The interesting thing is that EAT only makes up about 5% of your TDEE so it is probably the least important factor in the world of calorie burning when it comes to weight loss goals.
You know the saying “You can’t out-train a bad diet”? Well, that stems from the fact that your EAT generally contributes such a small percentage of your calories burned throughout the week.
Unless you are a professional athlete training for several hours every day, the likelihood is that your training session will last anywhere between 30-90 minutes, and this only makes up approximately 2-6% of your entire day (a 24 hour period).
This is why what you do over the other 22-23 hours of your day and how active you are is going to have a much bigger impact on your TDEE, in other words how many calories your body burns on a daily basis.
Granted, perhaps 6-8 hours of this time will be spent sleeping each night.
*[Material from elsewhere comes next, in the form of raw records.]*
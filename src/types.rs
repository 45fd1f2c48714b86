use chrono::{DateTime, NaiveDate, Utc};
use serde::{Deserialize, Serialize};
use uuid::Uuid;

pub type ImageId = Uuid;
pub type UserId = Uuid;
pub type TagId = Uuid;
pub type CategoryId = Uuid;
pub type AlbumId = Uuid;

/// Per-entity visibility level.
#[derive(Debug, Clone, Copy, PartialEq, Eq, Serialize, Deserialize)]
#[serde(rename_all = "lowercase")]
pub enum Privacy {
   Public,
   Unlisted,
   Private,
}

impl Privacy {
   pub fn parse(value: &str) -> Option<Self> {
      match value {
         "public" => Some(Self::Public),
         "unlisted" => Some(Self::Unlisted),
         "private" => Some(Self::Private),
         _ => None,
      }
   }
}

#[derive(Debug, Clone, Copy, PartialEq, Eq, Serialize, Deserialize)]
#[serde(rename_all = "lowercase")]
pub enum Role {
   Admin,
   Editor,
   #[serde(alias = "user")]
   Visitor,
}

/// The requesting identity. Anonymous requests carry no principal at all.
#[derive(Debug, Clone, Copy, PartialEq, Eq, Serialize, Deserialize)]
pub struct Principal {
   pub id:   UserId,
   pub role: Role,
}

#[derive(Debug, Clone, Serialize, Deserialize)]
pub struct UserSummary {
   pub id:         UserId,
   pub username:   String,
   pub avatar_url: Option<String>,
}

#[derive(Debug, Clone, Serialize, Deserialize)]
pub struct User {
   pub id:         UserId,
   pub username:   String,
   pub avatar_url: Option<String>,
   pub is_active:  bool,
}

impl User {
   pub fn summary(&self) -> UserSummary {
      UserSummary {
         id:         self.id,
         username:   self.username.clone(),
         avatar_url: self.avatar_url.clone(),
      }
   }
}

/// A stored asset record. The embedding never leaves the server; it is
/// loaded from snapshots but stripped from every response.
#[derive(Debug, Clone, Serialize, Deserialize)]
pub struct Image {
   pub id:           ImageId,
   pub owner:        UserId,
   pub privacy:      Privacy,
   pub title:        String,
   #[serde(default)]
   pub caption:      String,
   #[serde(default)]
   pub alt_text:     String,
   pub camera_make:  Option<String>,
   pub camera_model: Option<String>,
   pub license:      Option<String>,
   pub created_at:   DateTime<Utc>,
   pub updated_at:   DateTime<Utc>,
   #[serde(default)]
   pub views:        u64,
   #[serde(default, skip_serializing)]
   pub embedding:    Option<Vec<f32>>,
}

#[derive(Debug, Clone, Serialize, Deserialize)]
pub struct Tag {
   pub id:           TagId,
   /// Unique, case-normalized name.
   pub name:         String,
   pub display_name: String,
   pub category_id:  Option<CategoryId>,
   #[serde(default)]
   pub usage_count:  u64,
}

#[derive(Debug, Clone, Serialize, Deserialize)]
pub struct Category {
   pub id:    CategoryId,
   pub name:  String,
   pub color: Option<String>,
}

#[derive(Debug, Clone, Serialize, Deserialize)]
pub struct Album {
   pub id:      AlbumId,
   pub owner:   UserId,
   pub privacy: Privacy,
   pub title:   String,
}

/// Image hydrated with its owner summary and tag list, as served to clients.
#[derive(Debug, Clone, Serialize, Deserialize)]
pub struct ImageDetail {
   #[serde(flatten)]
   pub image: Image,
   pub owner: UserSummary,
   pub tags:  Vec<TagRef>,
}

#[derive(Debug, Clone, Serialize, Deserialize)]
pub struct TagRef {
   pub id:           TagId,
   pub name:         String,
   pub display_name: String,
}

/// Vector-search hit: hydrated image plus its cosine similarity.
#[derive(Debug, Clone, Serialize, Deserialize)]
pub struct ScoredImage {
   #[serde(flatten)]
   pub detail:     ImageDetail,
   pub similarity: f32,
}

/// Candidate returned by the nearest-neighbor matcher, before hydration
/// and permission pruning.
#[derive(Debug, Clone, PartialEq, Serialize, Deserialize)]
pub struct VectorMatch {
   pub id:         ImageId,
   pub similarity: f32,
}

/// Sparse, request-scoped filter set for `/api/search`.
#[derive(Debug, Clone, Default, Serialize, Deserialize)]
pub struct SearchQuery {
   pub q:            Option<String>,
   pub tags:         Option<Vec<String>>,
   pub category_id:  Option<CategoryId>,
   pub user_id:      Option<UserId>,
   pub album_id:     Option<AlbumId>,
   pub camera_make:  Option<String>,
   pub camera_model: Option<String>,
   pub date_from:    Option<NaiveDate>,
   pub date_to:      Option<NaiveDate>,
   pub license:      Option<String>,
   pub sort_by:      Option<String>,
   pub sort_order:   Option<String>,
   pub page:         Option<u32>,
   pub limit:        Option<u32>,
}

/// Request-scoped parameters for `/api/images`.
#[derive(Debug, Clone, Default, Serialize, Deserialize)]
pub struct ListQuery {
   pub privacy:    Option<String>,
   pub user_id:    Option<UserId>,
   pub page:       Option<u32>,
   pub limit:      Option<u32>,
   pub sort_by:    Option<String>,
   pub sort_order: Option<String>,
}

#[derive(Debug, Clone, Copy, PartialEq, Eq, Serialize, Deserialize)]
#[serde(rename_all = "lowercase")]
pub enum VectorQueryKind {
   Text,
   Image,
}

#[derive(Debug, Clone, Serialize, Deserialize)]
pub struct VectorQuery {
   pub kind:  VectorQueryKind,
   /// Text query; required when `kind` is `Text`.
   pub text:  Option<String>,
   /// Raw image bytes; required when `kind` is `Image`.
   pub image: Option<Vec<u8>>,
   pub limit: Option<u32>,
}

#[derive(Debug, Clone, Serialize, Deserialize)]
#[serde(tag = "type", rename_all = "lowercase")]
pub enum Suggestion {
   Tag {
      value:   String,
      display: String,
      count:   u64,
   },
   User {
      value:   UserId,
      display: String,
      avatar:  Option<String>,
   },
   Camera {
      value:   String,
      display: String,
   },
}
However, that still leaves anywhere between 14-15 hours that could be spent not moving much at all or staying as active as possible to keep your body burning the calories required to help keep you in a calorie deficit.
Daily activity: step count targets
So, we’re back to the question of why step counts are important? The answer is because the more we move the higher our NEAT will be – that is, the more calories we will burn, which will help towards putting us in that calorie deficit that we require to lose weight.
After our BMR, our NEAT is the next highest contributor to our TDEE, making up about 10-15% of our total daily energy expenditure.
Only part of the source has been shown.